■ **Work required**: For each line of the data below that contains "ErrorEnvelope", return that line.

(Beginning of Data to use)

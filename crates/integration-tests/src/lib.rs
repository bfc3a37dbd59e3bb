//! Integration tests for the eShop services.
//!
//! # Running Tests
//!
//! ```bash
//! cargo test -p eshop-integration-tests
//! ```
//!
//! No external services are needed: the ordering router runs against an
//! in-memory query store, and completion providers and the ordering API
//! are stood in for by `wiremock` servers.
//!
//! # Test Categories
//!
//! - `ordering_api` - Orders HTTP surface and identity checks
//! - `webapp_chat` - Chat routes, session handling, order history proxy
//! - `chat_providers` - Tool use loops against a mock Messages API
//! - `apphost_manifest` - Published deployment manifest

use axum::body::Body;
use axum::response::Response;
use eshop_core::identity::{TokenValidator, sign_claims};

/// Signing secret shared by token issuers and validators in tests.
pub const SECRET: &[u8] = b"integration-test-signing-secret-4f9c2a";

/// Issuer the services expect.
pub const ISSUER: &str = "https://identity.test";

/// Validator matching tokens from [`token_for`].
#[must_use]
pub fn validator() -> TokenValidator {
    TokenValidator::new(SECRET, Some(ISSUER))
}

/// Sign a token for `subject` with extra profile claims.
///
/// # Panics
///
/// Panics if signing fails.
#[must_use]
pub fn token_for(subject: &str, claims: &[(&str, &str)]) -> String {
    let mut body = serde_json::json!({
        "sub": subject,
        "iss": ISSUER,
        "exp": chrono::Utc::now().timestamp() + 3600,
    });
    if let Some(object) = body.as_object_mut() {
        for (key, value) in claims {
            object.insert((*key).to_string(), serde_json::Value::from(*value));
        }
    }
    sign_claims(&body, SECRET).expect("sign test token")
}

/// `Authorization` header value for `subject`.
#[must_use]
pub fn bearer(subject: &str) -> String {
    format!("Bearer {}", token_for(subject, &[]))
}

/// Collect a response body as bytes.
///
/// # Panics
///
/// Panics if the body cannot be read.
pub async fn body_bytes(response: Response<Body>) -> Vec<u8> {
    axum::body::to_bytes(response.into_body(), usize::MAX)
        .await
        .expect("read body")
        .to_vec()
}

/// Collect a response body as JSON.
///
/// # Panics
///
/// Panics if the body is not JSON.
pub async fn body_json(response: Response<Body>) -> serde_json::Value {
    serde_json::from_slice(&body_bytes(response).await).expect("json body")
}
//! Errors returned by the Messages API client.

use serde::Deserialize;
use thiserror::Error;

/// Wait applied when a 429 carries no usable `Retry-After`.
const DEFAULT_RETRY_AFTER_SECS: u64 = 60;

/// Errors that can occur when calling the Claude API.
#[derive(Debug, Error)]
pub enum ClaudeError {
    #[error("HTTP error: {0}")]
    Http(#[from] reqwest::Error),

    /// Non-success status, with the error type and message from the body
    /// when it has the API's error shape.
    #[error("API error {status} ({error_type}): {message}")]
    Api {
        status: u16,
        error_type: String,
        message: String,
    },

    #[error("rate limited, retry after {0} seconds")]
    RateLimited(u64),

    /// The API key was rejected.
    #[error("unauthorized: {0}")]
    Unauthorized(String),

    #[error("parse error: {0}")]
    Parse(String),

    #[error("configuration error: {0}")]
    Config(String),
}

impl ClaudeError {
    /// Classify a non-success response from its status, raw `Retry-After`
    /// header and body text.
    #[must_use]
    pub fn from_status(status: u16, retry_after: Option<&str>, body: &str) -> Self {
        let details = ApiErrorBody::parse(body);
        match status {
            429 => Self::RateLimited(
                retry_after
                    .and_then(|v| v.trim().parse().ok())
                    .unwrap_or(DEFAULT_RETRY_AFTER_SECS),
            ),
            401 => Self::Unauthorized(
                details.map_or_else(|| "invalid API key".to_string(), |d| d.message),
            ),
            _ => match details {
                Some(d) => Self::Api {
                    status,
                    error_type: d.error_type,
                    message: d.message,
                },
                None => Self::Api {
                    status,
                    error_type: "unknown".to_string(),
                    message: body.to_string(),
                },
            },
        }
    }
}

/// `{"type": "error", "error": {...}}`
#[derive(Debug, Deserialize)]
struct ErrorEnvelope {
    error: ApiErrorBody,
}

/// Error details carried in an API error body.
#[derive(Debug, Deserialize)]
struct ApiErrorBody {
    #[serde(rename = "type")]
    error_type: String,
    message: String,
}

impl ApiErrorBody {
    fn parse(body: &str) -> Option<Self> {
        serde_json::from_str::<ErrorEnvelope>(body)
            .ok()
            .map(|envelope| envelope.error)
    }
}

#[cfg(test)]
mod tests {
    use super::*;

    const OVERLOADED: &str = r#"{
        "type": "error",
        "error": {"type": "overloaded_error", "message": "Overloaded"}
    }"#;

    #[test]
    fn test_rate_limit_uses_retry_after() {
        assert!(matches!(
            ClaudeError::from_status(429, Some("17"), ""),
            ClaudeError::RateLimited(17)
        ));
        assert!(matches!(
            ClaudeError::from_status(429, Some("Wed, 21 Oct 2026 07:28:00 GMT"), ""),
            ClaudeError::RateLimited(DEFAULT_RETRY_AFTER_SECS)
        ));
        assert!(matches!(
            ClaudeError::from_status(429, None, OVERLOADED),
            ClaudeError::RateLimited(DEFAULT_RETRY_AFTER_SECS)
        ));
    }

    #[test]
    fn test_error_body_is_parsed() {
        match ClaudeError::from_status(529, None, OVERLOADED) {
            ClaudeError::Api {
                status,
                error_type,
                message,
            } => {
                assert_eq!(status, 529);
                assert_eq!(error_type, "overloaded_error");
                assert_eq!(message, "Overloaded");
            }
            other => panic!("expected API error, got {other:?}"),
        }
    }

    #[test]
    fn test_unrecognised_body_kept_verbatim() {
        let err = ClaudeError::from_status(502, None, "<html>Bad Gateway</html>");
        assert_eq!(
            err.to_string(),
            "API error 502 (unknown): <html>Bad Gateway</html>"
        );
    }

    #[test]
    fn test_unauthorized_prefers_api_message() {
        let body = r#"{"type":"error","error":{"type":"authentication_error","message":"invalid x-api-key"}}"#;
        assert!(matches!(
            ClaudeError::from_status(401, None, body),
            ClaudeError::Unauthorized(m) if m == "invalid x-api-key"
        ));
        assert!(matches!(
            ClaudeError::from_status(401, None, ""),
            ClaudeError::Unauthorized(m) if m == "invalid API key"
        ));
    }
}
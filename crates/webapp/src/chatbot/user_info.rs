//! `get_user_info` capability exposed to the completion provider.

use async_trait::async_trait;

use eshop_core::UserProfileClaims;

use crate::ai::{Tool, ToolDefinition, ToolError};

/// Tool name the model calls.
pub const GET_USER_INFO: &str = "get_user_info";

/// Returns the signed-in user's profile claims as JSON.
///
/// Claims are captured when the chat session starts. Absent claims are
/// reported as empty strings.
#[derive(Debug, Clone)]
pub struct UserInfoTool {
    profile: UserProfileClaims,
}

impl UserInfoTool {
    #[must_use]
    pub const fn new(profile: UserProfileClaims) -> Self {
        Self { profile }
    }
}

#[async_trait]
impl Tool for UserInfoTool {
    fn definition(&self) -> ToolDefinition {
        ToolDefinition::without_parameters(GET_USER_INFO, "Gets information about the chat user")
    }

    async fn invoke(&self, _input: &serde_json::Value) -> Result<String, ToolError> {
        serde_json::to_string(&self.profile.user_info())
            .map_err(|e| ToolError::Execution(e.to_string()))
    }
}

(End of Data to use)

■ **Task response**:
struct ErrorEnvelope {
        serde_json::from_str::<ErrorEnvelope>(body)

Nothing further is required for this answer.